Construct a triangle with b, c and $|\angle B - \angle C|$ How can we construct a triangle with given b, c and $|\angle B - \angle C|$?

 A: A synthetic solution:
Assume WLOG that $b > c$ then $\angle B > \angle C$. Then $|\angle B -\angle C|=\angle B -\angle C$.
Now, draw a line segment of length $b$.
Now, construct angle $\angle DAC = \angle B -\angle C$, such that $DA=c$.
Join $D$ and $C$.
Now, with $A$ as the center, draw a circle of radius $c$ and let it cut $DC$ (extended maybe) at $B$.
You have your triangle.
A: Let's call $\alpha$ the angle in $A$, $\beta$ the angle in $B$ and $\gamma$ the angle in $C$. I will discuss the case $\beta\gt\gamma$ and call $\theta=\beta-\gamma$, so that $\beta=\theta+\gamma$.

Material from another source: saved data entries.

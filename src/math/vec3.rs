use std::ops::{Add, Div, Mul, Sub};

#[derive(Clone, Copy, Debug, Default, PartialEq)]
pub struct Vec3 {
    pub x: f32,
    pub y: f32,
    pub z: f32,
}

impl Vec3 {
    pub const ZERO: Self = Self {
        x: 0.0,
        y: 0.0,
        z: 0.0,
    };

    pub const fn new(x: f32, y: f32, z: f32) -> Self {
        Self { x, y, z }
    }

    /// Squared length. Cheaper than a magnitude when only ordering matters.
    pub fn magnitude_squared(&self) -> f32 {
        self.x * self.x + self.y * self.y + self.z * self.z
    }

    pub fn magnitude(&self) -> f32 {
        self.magnitude_squared().sqrt()
    }
}

/// Component-wise addition of two vectors.
impl Add<Vec3> for Vec3 {
    type Output = Vec3;

    fn add(self, rhs: Vec3) -> Self::Output {
        Self {
            x: self.x + rhs.x,
            y: self.y + rhs.y,
            z: self.z + rhs.z,
        }
    }
}

/// Component-wise subtraction of two vectors.
impl Sub<Vec3> for Vec3 {
    type Output = Vec3;

    fn sub(self, rhs: Vec3) -> Self::Output {
        Self {
            x: self.x - rhs.x,
            y: self.y - rhs.y,
            z: self.z - rhs.z,
        }
    }
}

/// Scalar multiplication of a vector.
impl Mul<f32> for Vec3 {
    type Output = Vec3;

    fn mul(self, rhs: f32) -> Self::Output {
        Self {
            x: self.x * rhs,
            y: self.y * rhs,
            z: self.z * rhs,
        }
    }
}

/// Scalar division of a vector.
impl Div<f32> for Vec3 {
    type Output = Vec3;

    fn div(self, rhs: f32) -> Self::Output {
        Self {
            x: self.x / rhs,
            y: self.y / rhs,
            z: self.z / rhs,
        }
    }
}
use approx::assert_relative_eq;
use cuboid_painter::colors::{self, Color};
use cuboid_painter::cuboid::{Cuboid, FACES};
use cuboid_painter::prelude::*;
use cuboid_painter::render::FrameBuffer;

/// Records every draw call instead of touching pixels.
#[derive(Default)]
struct RecordingRasterizer {
    calls: Vec<(Vec<ScreenPoint>, Color)>,
}

impl PolygonRasterizer for RecordingRasterizer {
    fn fill_polygon(
        &mut self,
        points: &[ScreenPoint],
        color: Color,
        _buffer: &mut FrameBuffer,
    ) -> Result<(), RasterError> {
        self.calls.push((points.to_vec(), color));
        Ok(())
    }
}

fn single_cuboid_session() -> Session {
    let config = RenderConfig::default();
    Session::with_cuboids(Camera::from_config(&config), vec![Cuboid::new(Vec3::ZERO)])
}

#[test]
fn nearest_face_of_a_centered_cuboid_is_drawn_last() {
    let config = RenderConfig::default();
    let session = single_cuboid_session();
    let mut engine = Engine::with_rasterizer(&config, RecordingRasterizer::default());
    engine.render_frame(&session);

    let calls = &engine.rasterizer().calls;
    assert_eq!(calls.len(), FACES.len());

    // The face at z = -0.5 faces the camera at z = -5.
    let (points, color) = calls.last().unwrap();
    assert_eq!(*color, colors::BLUE);
    assert_eq!(
        points.as_slice(),
        &[
            ScreenPoint::new(223, 223),
            ScreenPoint::new(277, 223),
            ScreenPoint::new(277, 277),
            ScreenPoint::new(223, 277),
        ]
    );

    // Far face first, then the four sides in emission order, near face last.
    let order: Vec<Color> = calls.iter().map(|(_, c)| *c).collect();
    assert_eq!(
        order,
        vec![
            colors::RED,
            colors::WHITE,
            colors::YELLOW,
            colors::GREEN,
            colors::ORANGE,
            colors::BLUE,
        ]
    );
}

#[test]
fn draw_order_follows_descending_depth() {
    let config = RenderConfig::default();
    let mut session = Session::new(&config);
    session.camera = Camera::new(Vec3::new(1.3, -0.7, -7.0)).with_rotation(0.15, -0.2);

    let mut engine = Engine::with_rasterizer(&config, RecordingRasterizer::default());
    let stats = engine.render_frame(&session);

    let faces = engine.last_draw_list();
    assert_eq!(faces.len(), stats.visible_faces);
    assert_eq!(engine.rasterizer().calls.len(), faces.len());
    assert!(faces.windows(2).all(|w| w[0].depth >= w[1].depth));
    for (face, (points, color)) in faces.iter().zip(&engine.rasterizer().calls) {
        assert_eq!(points.as_slice(), &face.polygon);
        assert_eq!(*color, face.color);
    }
}

#[test]
fn same_input_gives_same_frame() {
    let config = RenderConfig::default();
    let session = Session::new(&config);

    let mut first = Engine::with_rasterizer(&config, RecordingRasterizer::default());
    let mut second = Engine::with_rasterizer(&config, RecordingRasterizer::default());
    first.render_frame(&session);
    second.render_frame(&session);

    assert_eq!(first.rasterizer().calls, second.rasterizer().calls);
}

#[test]
fn nothing_behind_the_camera_is_drawn() {
    let config = RenderConfig::default();
    let session = Session::with_cuboids(
        Camera::new(Vec3::new(0.0, 0.0, 5.0)),
        vec![Cuboid::new(Vec3::ZERO), Cuboid::new(Vec3::new(0.0, 0.0, 3.0))],
    );
    let mut engine = Engine::with_rasterizer(&config, RecordingRasterizer::default());
    let stats = engine.render_frame(&session);

    assert_eq!(stats.visible_faces, 0);
    assert!(engine.rasterizer().calls.is_empty());
}

#[test]
fn turning_around_brings_the_scene_back() {
    let config = RenderConfig::default();
    let mut session = single_cuboid_session();
    session.camera.set_position(Vec3::new(0.0, 0.0, 5.0));

    let mut engine = Engine::with_rasterizer(&config, RecordingRasterizer::default());
    assert_eq!(engine.render_frame(&session).visible_faces, 0);

    // 200·π pixels of horizontal motion is a half turn.
    let half_turn = (200.0 * std::f32::consts::PI).round() as i32;
    session.apply_input(0.0, &KeyState::default(), &[(half_turn, 0)]);
    assert_relative_eq!(session.camera.yaw(), std::f32::consts::PI, epsilon = 1e-2);
    assert_eq!(engine.render_frame(&session).visible_faces, FACES.len());
}

#[test]
fn pointer_motion_of_200_is_one_radian() {
    let mut session = single_cuboid_session();
    session.apply_input(0.0, &KeyState::default(), &[(200, 0)]);
    assert_eq!(session.camera.yaw(), 1.0);
    assert_eq!(session.camera.pitch(), 0.0);
}

#[test]
fn scanline_frame_paints_the_near_face_on_top() {
    let config = RenderConfig::default();
    let session = single_cuboid_session();
    let mut engine = Engine::new(&config);
    let stats = engine.render_frame(&session);

    assert_eq!(stats.skipped, 0);
    let renderer = engine.renderer();
    assert_eq!(renderer.pixel(250, 250), Some(colors::BLUE));
    assert_eq!(renderer.pixel(10, 10), Some(colors::BACKGROUND));
}

#[test]
fn faces_straddling_the_camera_plane_are_skipped_not_fatal() {
    let config = RenderConfig::default();
    // The camera sits just outside the cuboid's -Z face, so side faces have
    // corners almost exactly on the camera plane and project far off range.
    let session = Session::with_cuboids(
        Camera::new(Vec3::new(0.2, 0.1, -0.5 - 1e-6)),
        vec![Cuboid::new(Vec3::ZERO)],
    );
    let mut engine = Engine::new(&config);
    let stats = engine.render_frame(&session);

    assert!(stats.skipped > 0);
    assert!(stats.drawn > 0);
    assert_eq!(stats.drawn + stats.skipped, stats.visible_faces);
}

#[test]
fn close_range_side_faces_are_still_drawn() {
    let config = RenderConfig::default();
    // 3 thousandths in front of the near face: its corners project tens of
    // thousands of pixels off screen, yet the side faces must still fill.
    let session = Session::with_cuboids(
        Camera::new(Vec3::new(0.0, 0.0, -0.503)),
        vec![Cuboid::new(Vec3::ZERO)],
    );
    let mut engine = Engine::new(&config);
    let stats = engine.render_frame(&session);

    assert_eq!(stats.visible_faces, 5);
    assert_eq!(stats.skipped, 0);
    assert_eq!(stats.drawn, 5);
    assert_eq!(engine.renderer().pixel(490, 250), Some(colors::ORANGE));
    assert_eq!(engine.renderer().pixel(10, 250), Some(colors::GREEN));
}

Place $A$ in the origin of a cartesian plane, and let $B$ lie on the $x$ axis, you'll have $B\equiv(b,0)$, $C\equiv(c\cos\alpha,c\sin\alpha)$ so:$$
\tan\gamma=\frac{c\sin\alpha}{b-c\cos\alpha}
$$
but we know that $\beta=\pi-\alpha-\gamma$ so $\theta+\gamma=\pi-\alpha-\gamma$ and $\alpha=\pi-\theta-2\gamma$.
Substitution for $\alpha$ gives the following equation in $\gamma$: $$
\tan\gamma=\frac{c\sin(\theta+2\gamma)}{b+c\cos(\theta+2\gamma)}
$$
Use this to find $\gamma$ so you can find the other two angles and the coordinates of $C$.
A: Let $B-C=x$ we know $B+C=180-A$ so we get a relation between B and A its $B=90-A/2+x/2$ so $C=90-A/2-x/2$ so now you said you know the value of $x$ ie $B-C$ so you know $A+B+C=180$ now you have all three angles in terms of A so get it. Then find the remaining side if you want use Sine rule ie $\frac{a}{sinA}=\frac{b}{sinB}=\frac{c}{sinC}$ get a ie side opposite to angle A and you can construct a triangle.